**GIVEN DATA**
________________________

//! In-memory element tree handed to the parsers.
//!
//! Names keep their namespace prefix (`uml:Model`, `xmi:id`) so the parsers
//! can match on the spelling every exporter uses, whatever URI the prefix is
//! bound to.

use roxmltree::{Document as XmlDocument, Node};

#[derive(Debug, thiserror::Error)]
pub enum DocumentError {
    #[error("XML error: {0}")]
    Xml(#[from] roxmltree::Error),
}

#[derive(Debug, Clone, PartialEq, Default)]
pub struct Element {
    pub name: String,
    pub attributes: Vec<(String, String)>,
    pub children: Vec<Element>,
    pub text: Option<String>,
}

impl Element {
    pub fn new(name: impl Into<String>) -> Self {
        Self {
            name: name.into(),
            ..Self::default()
        }
    }

    pub fn with_attr(mut self, key: impl Into<String>, value: impl Into<String>) -> Self {
        self.attributes.push((key.into(), value.into()));
        self
    }

    pub fn with_child(mut self, child: Element) -> Self {
        self.children.push(child);
        self
    }

    pub fn with_text(mut self, text: impl Into<String>) -> Self {
        self.text = Some(text.into());
        self
    }

    /// Parse XMI text into an element tree rooted at the document element.
    pub fn parse_xml(input: &str) -> Result<Self, DocumentError> {
        let doc = XmlDocument::parse(input)?;
        Ok(convert(doc.root_element()))
    }

    pub fn attr(&self, key: &str) -> Option<&str> {
        self.attributes
            .iter()
            .find(|(k, _)| k == key)
            .map(|(_, v)| v.as_str())
    }

    /// Attribute value with surrounding whitespace removed; blank counts as absent.
    pub fn non_empty_attr(&self, key: &str) -> Option<&str> {
        self.attr(key).map(str::trim).filter(|v| !v.is_empty())
    }

    pub fn id(&self) -> Option<&str> {
        self.non_empty_attr("xmi:id")
    }

    pub fn xmi_type(&self) -> Option<&str> {
        self.non_empty_attr("xmi:type")
    }

    pub fn child(&self, name: &str) -> Option<&Element> {
        self.children.iter().find(|c| c.name == name)
    }

    pub fn children_named<'a>(&'a self, name: &str) -> impl Iterator<Item = &'a Element> {
        self.children.iter().filter(move |c| c.name == name)
    }
}

fn convert(node: Node) -> Element {
    let tag = node.tag_name();
    let mut element = Element::new(qualified_name(node, tag.namespace(), tag.name()));

    for attr in node.attributes() {
        element.attributes.push((
            qualified_name(node, attr.namespace(), attr.name()),
            attr.value().to_string(),
        ));
    }

    let mut text = String::new();
    for child in node.children() {
        if child.is_element() {
            element.children.push(convert(child));
        } else if child.is_text() {
            text.push_str(child.text().unwrap_or_default());
        }
    }
    let text = text.trim();
    if !text.is_empty() {
        element.text = Some(text.to_string());
    }

    element
}

fn qualified_name(node: Node, namespace: Option<&str>, local: &str) -> String {
    match namespace.and_then(|ns| node.lookup_prefix(ns)) {
        Some(prefix) => format!("{}:{}", prefix, local),
        None => local.to_string(),
    }
}
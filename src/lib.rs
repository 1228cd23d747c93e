pub mod db;
pub mod document;
pub mod model;
pub mod parser;

use wasm_bindgen::prelude::*;

pub use db::DatabaseType;
pub use document::{DocumentError, Element};
pub use model::Model;
pub use parser::{Editor, ParseError, Parser};

#[derive(Debug, thiserror::Error)]
pub enum Error {
    #[error(transparent)]
    Document(#[from] DocumentError),
    #[error(transparent)]
    Parse(#[from] ParseError),
}

/// Parse an exported class diagram with the parser its editor needs.
pub fn parse(root: &Element, database: DatabaseType) -> Result<Model, ParseError> {
    parser::create_parser(root, database)?.parse()
}

/// Parse XMI text.
pub fn parse_xmi(input: &str, database: DatabaseType) -> Result<Model, Error> {
    let root = Element::parse_xml(input)?;
    Ok(parse(&root, database)?)
}

/// Initialize panic hook for better error messages in WASM
#[wasm_bindgen(start)]
pub fn init() {
    #[cfg(target_arch = "wasm32")]
    console_error_panic_hook::set_once();
}

/// Convert XMI source to the model as JSON
#[wasm_bindgen(js_name = "xmiToModel")]
pub fn xmi_to_model(source: &str, database: Option<String>) -> Result<String, String> {
    let database = match database.as_deref() {
        Some(name) => {
            DatabaseType::from_str(name).ok_or_else(|| format!("Unknown database type: {}", name))?
        }
        None => DatabaseType::Sql,
    };
    let model = parse_xmi(source, database).map_err(|e| e.to_string())?;
    serde_json::to_string(&model).map_err(|e| e.to_string())
}
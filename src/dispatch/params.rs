//! Dispatch parameters for the assignment cost model

/// Weight applied to the floor distance between elevator and caller
pub const DEFAULT_ALPHA: f64 = 1.0;
/// Weight applied to the number of passengers already on board
pub const DEFAULT_BETA: f64 = 0.5;
/// Weight applied to the direction penalty
pub const DEFAULT_GAMMA: f64 = 2.0;

/// Penalty for a same-direction elevator that has already passed the caller
pub const DEFAULT_BEHIND_PENALTY: f64 = 10.0;
/// Penalty for an elevator travelling opposite to the requested direction
pub const DEFAULT_OPPOSITE_PENALTY: f64 = 100.0;

/// Static weights of the assignment cost model
#[derive(Debug, Clone, Copy, PartialEq)]
pub struct DispatchParams {
    /// Distance weight (α)
    pub alpha: f64,
    /// Load weight (β)
    pub beta: f64,
    /// Direction penalty weight (γ)
    pub gamma: f64,
    /// Same direction but behind (K)
    pub behind_penalty: f64,
    /// Opposite direction (M)
    pub opposite_penalty: f64,
}

impl Default for DispatchParams {
    fn default() -> Self {
        Self {
            alpha: DEFAULT_ALPHA,
            beta: DEFAULT_BETA,
            gamma: DEFAULT_GAMMA,
            behind_penalty: DEFAULT_BEHIND_PENALTY,
            opposite_penalty: DEFAULT_OPPOSITE_PENALTY,
        }
    }
}

impl DispatchParams {
    /// Parameters that score on distance alone
    pub fn distance_only() -> Self {
        Self {
            alpha: 1.0,
            beta: 0.0,
            gamma: 0.0,
            ..Self::default()
        }
    }
}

________________________

**DIRECTIONS FOR THIS TASK**
When you respond, give the whole listing again exactly as written.

**PROBLEM SOLUTION**
//! In-memory element tree handed to the parsers.
//!
//! Names keep their namespace prefix (`uml:Model`, `xmi:id`) so the parsers
//! can match on the spelling every exporter uses, whatever URI the prefix is
//! bound to.

use roxmltree::{Document as XmlDocument, Node};

#[derive(Debug, thiserror::Error)]
pub enum DocumentError {
    #[error("XML error: {0}")]
    Xml(#[from] roxmltree::Error),
}

#[derive(Debug, Clone, PartialEq, Default)]
pub struct Element {
    pub name: String,
    pub attributes: Vec<(String, String)>,
    pub children: Vec<Element>,
    pub text: Option<String>,
}

impl Element {
    pub fn new(name: impl Into<String>) -> Self {
        Self {
            name: name.into(),
            ..Self::default()
        }
    }

    pub fn with_attr(mut self, key: impl Into<String>, value: impl Into<String>) -> Self {
        self.attributes.push((key.into(), value.into()));
        self
    }

    pub fn with_child(mut self, child: Element) -> Self {
        self.children.push(child);
        self
    }

    pub fn with_text(mut self, text: impl Into<String>) -> Self {
        self.text = Some(text.into());
        self
    }

    /// Parse XMI text into an element tree rooted at the document element.
    pub fn parse_xml(input: &str) -> Result<Self, DocumentError> {
        let doc = XmlDocument::parse(input)?;
        Ok(convert(doc.root_element()))
    }

    pub fn attr(&self, key: &str) -> Option<&str> {
        self.attributes
            .iter()
            .find(|(k, _)| k == key)
            .map(|(_, v)| v.as_str())
    }

    /// Attribute value with surrounding whitespace removed; blank counts as absent.
    pub fn non_empty_attr(&self, key: &str) -> Option<&str> {
        self.attr(key).map(str::trim).filter(|v| !v.is_empty())
    }

    pub fn id(&self) -> Option<&str> {
        self.non_empty_attr("xmi:id")
    }

    pub fn xmi_type(&self) -> Option<&str> {
        self.non_empty_attr("xmi:type")
    }

    pub fn child(&self, name: &str) -> Option<&Element> {
        self.children.iter().find(|c| c.name == name)
    }

    pub fn children_named<'a>(&'a self, name: &str) -> impl Iterator<Item = &'a Element> {
        self.children.iter().filter(move |c| c.name == name)
    }
}

fn convert(node: Node) -> Element {
    let tag = node.tag_name();
    let mut element = Element::new(qualified_name(node, tag.namespace(), tag.name()));

    for attr in node.attributes() {
        element.attributes.push((
            qualified_name(node, attr.namespace(), attr.name()),
            attr.value().to_string(),
        ));
    }

    let mut text = String::new();
    for child in node.children() {
        if child.is_element() {
            element.children.push(convert(child));
        } else if child.is_text() {
            text.push_str(child.text().unwrap_or_default());
        }
    }
    let text = text.trim();
    if !text.is_empty() {
        element.text = Some(text.to_string());
    }

    element
}

fn qualified_name(node: Node, namespace: Option<&str>, local: &str) -> String {
    match namespace.and_then(|ns| node.lookup_prefix(ns)) {
        Some(prefix) => format!("{}:{}", prefix, local),
        None => local.to_string(),
    }
}
filename src/lib.rs
repository 1228cd23d747c93e
pub mod db;
pub mod document;
pub mod model;
pub mod parser;

use wasm_bindgen::prelude::*;

pub use db::DatabaseType;
pub use document::{DocumentError, Element};
pub use model::Model;
pub use parser::{Editor, ParseError, Parser};

#[derive(Debug, thiserror::Error)]
pub enum Error {
    #[error(transparent)]
    Document(#[from] DocumentError),
    #[error(transparent)]
    Parse(#[from] ParseError),
}

/// Parse an exported class diagram with the parser its editor needs.
pub fn parse(root: &Element, database: DatabaseType) -> Result<Model, ParseError> {
    parser::create_parser(root, database)?.parse()
}

/// Parse XMI text.
pub fn parse_xmi(input: &str, database: DatabaseType) -> Result<Model, Error> {
    let root = Element::parse_xml(input)?;
    Ok(parse(&root, database)?)
}

/// Initialize panic hook for better error messages in WASM
#[wasm_bindgen(start)]
pub fn init() {
    #[cfg(target_arch = "wasm32")]
    console_error_panic_hook::set_once();
}

/// Convert XMI source to the model as JSON
#[wasm_bindgen(js_name = "xmiToModel")]
pub fn xmi_to_model(source: &str, database: Option<String>) -> Result<String, String> {
    let database = match database.as_deref() {
        Some(name) => {
            DatabaseType::from_str(name).ok_or_else(|| format!("Unknown database type: {}", name))?
        }
        None => DatabaseType::Sql,
    };
    let model = parse_xmi(source, database).map_err(|e| e.to_string())?;
    serde_json::to_string(&model).map_err(|e| e.to_string())
}
filename src/dispatch/params.rs
//! Dispatch parameters for the assignment cost model

/// Weight applied to the floor distance between elevator and caller
pub const DEFAULT_ALPHA: f64 = 1.0;
/// Weight applied to the number of passengers already on board
pub const DEFAULT_BETA: f64 = 0.5;
/// Weight applied to the direction penalty
pub const DEFAULT_GAMMA: f64 = 2.0;

/// Penalty for a same-direction elevator that has already passed the caller
pub const DEFAULT_BEHIND_PENALTY: f64 = 10.0;
/// Penalty for an elevator travelling opposite to the requested direction
pub const DEFAULT_OPPOSITE_PENALTY: f64 = 100.0;

/// Static weights of the assignment cost model
#[derive(Debug, Clone, Copy, PartialEq)]
pub struct DispatchParams {
    /// Distance weight (α)
    pub alpha: f64,
    /// Load weight (β)
    pub beta: f64,
    /// Direction penalty weight (γ)
    pub gamma: f64,
    /// Same direction but behind (K)
    pub behind_penalty: f64,
    /// Opposite direction (M)
    pub opposite_penalty: f64,
}

impl Default for DispatchParams {
    fn default() -> Self {
        Self {
            alpha: DEFAULT_ALPHA,
            beta: DEFAULT_BETA,
            gamma: DEFAULT_GAMMA,
            behind_penalty: DEFAULT_BEHIND_PENALTY,
            opposite_penalty: DEFAULT_OPPOSITE_PENALTY,
        }
    }
}

impl DispatchParams {
    /// Parameters that score on distance alone
    pub fn distance_only() -> Self {
        Self {
            alpha: 1.0,
            beta: 0.0,
            gamma: 0.0,
            ..Self::default()
        }
    }
}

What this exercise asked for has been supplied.